▶ **WORK TO COMPLETE**
All lines with the word "Whether" in the material below are required.

▶ **DATA UNDER STUDY**

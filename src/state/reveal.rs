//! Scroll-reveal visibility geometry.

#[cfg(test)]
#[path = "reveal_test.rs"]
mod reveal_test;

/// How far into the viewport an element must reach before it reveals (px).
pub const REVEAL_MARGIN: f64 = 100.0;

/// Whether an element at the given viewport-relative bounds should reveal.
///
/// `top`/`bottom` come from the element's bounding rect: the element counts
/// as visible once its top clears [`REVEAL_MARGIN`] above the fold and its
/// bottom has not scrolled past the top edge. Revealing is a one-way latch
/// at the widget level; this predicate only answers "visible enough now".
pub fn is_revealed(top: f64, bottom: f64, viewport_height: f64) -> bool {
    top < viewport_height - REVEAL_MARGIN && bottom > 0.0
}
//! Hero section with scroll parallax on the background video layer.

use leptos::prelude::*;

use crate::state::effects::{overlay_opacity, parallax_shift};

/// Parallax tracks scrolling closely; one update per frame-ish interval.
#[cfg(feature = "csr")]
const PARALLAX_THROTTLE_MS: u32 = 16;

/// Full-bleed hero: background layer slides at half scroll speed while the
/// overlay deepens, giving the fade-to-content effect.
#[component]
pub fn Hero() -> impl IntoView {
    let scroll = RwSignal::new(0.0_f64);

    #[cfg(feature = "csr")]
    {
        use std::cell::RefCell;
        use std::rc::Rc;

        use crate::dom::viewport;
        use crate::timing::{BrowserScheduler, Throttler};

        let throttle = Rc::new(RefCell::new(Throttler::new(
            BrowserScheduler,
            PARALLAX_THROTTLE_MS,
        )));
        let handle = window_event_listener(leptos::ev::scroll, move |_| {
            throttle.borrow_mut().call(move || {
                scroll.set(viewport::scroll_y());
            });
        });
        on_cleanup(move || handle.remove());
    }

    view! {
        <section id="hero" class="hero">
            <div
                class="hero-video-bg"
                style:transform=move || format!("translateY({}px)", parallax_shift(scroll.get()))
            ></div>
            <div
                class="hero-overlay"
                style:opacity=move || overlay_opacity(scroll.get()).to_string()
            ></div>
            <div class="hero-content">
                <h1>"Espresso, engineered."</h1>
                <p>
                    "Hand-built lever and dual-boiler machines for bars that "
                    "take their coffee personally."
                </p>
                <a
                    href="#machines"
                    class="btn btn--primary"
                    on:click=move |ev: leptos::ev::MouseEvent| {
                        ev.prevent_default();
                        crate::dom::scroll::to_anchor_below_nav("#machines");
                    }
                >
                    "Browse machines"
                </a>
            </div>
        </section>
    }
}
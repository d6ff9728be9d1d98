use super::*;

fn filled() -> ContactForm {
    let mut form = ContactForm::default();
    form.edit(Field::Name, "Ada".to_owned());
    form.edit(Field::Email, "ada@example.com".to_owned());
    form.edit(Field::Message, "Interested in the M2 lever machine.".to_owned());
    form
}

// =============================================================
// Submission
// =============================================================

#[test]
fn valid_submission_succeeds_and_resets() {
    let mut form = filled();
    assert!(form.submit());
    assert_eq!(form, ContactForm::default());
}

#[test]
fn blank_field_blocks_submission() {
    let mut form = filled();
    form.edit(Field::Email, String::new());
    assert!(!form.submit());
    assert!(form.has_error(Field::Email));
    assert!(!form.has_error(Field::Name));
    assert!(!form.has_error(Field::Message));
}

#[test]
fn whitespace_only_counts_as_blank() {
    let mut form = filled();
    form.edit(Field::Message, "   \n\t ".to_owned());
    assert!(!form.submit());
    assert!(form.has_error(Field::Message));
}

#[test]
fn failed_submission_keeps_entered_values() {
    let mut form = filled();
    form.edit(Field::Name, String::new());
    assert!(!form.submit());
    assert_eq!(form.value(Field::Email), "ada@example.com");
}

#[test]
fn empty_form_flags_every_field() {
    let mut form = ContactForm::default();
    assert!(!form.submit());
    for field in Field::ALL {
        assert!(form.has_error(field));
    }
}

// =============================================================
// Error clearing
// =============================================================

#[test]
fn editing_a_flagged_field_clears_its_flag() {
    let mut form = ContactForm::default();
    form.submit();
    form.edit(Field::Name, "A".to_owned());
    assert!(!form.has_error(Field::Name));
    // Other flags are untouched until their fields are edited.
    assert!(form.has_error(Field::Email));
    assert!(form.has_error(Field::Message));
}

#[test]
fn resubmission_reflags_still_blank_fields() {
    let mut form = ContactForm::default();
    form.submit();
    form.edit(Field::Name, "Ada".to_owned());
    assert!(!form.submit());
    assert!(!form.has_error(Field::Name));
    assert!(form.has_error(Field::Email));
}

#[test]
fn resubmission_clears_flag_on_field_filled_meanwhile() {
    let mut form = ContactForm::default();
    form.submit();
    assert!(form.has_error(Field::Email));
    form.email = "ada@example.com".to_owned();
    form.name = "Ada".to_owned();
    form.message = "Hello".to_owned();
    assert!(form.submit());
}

==

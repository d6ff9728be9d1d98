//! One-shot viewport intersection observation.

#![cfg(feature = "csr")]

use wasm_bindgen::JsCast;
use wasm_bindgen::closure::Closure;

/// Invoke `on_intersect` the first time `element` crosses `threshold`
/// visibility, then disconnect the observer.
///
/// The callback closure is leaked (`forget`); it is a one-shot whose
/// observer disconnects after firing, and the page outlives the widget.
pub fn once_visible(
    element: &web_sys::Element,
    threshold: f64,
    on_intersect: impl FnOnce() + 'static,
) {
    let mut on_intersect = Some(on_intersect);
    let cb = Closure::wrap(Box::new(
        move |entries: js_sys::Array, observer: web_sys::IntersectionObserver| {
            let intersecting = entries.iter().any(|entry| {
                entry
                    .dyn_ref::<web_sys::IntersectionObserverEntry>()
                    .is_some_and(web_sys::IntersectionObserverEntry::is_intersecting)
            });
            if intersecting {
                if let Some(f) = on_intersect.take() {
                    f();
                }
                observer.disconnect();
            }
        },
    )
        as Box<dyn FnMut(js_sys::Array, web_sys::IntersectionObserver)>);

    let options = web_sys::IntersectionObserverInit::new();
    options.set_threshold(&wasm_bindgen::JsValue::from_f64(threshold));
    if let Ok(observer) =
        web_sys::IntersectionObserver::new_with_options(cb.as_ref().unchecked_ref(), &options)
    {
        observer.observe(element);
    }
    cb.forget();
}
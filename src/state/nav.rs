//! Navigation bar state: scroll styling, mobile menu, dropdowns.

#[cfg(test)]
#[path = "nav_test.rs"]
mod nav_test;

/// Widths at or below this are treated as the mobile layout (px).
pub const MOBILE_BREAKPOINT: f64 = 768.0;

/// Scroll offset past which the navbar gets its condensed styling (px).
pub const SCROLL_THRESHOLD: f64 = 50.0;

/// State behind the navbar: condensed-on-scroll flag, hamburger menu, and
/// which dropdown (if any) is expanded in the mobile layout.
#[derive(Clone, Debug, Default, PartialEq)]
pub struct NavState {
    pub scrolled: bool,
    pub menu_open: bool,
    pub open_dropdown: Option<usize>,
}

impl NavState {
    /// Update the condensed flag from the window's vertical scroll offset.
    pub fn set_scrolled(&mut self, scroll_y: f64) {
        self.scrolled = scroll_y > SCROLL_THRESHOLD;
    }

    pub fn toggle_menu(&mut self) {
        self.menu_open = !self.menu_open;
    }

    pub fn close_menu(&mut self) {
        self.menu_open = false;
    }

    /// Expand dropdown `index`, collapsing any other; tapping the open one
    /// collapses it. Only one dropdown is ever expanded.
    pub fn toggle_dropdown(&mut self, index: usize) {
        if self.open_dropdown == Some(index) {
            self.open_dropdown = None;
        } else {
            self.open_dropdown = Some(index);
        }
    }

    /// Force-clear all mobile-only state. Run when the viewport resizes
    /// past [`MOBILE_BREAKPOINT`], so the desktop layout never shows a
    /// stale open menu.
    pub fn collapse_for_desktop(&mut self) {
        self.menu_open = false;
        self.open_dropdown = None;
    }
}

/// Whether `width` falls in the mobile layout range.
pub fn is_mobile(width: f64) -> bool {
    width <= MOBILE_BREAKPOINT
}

▶ **SOLUTION**
/// Whether an element at the given viewport-relative bounds should reveal.
/// Whether `width` falls in the mobile layout range.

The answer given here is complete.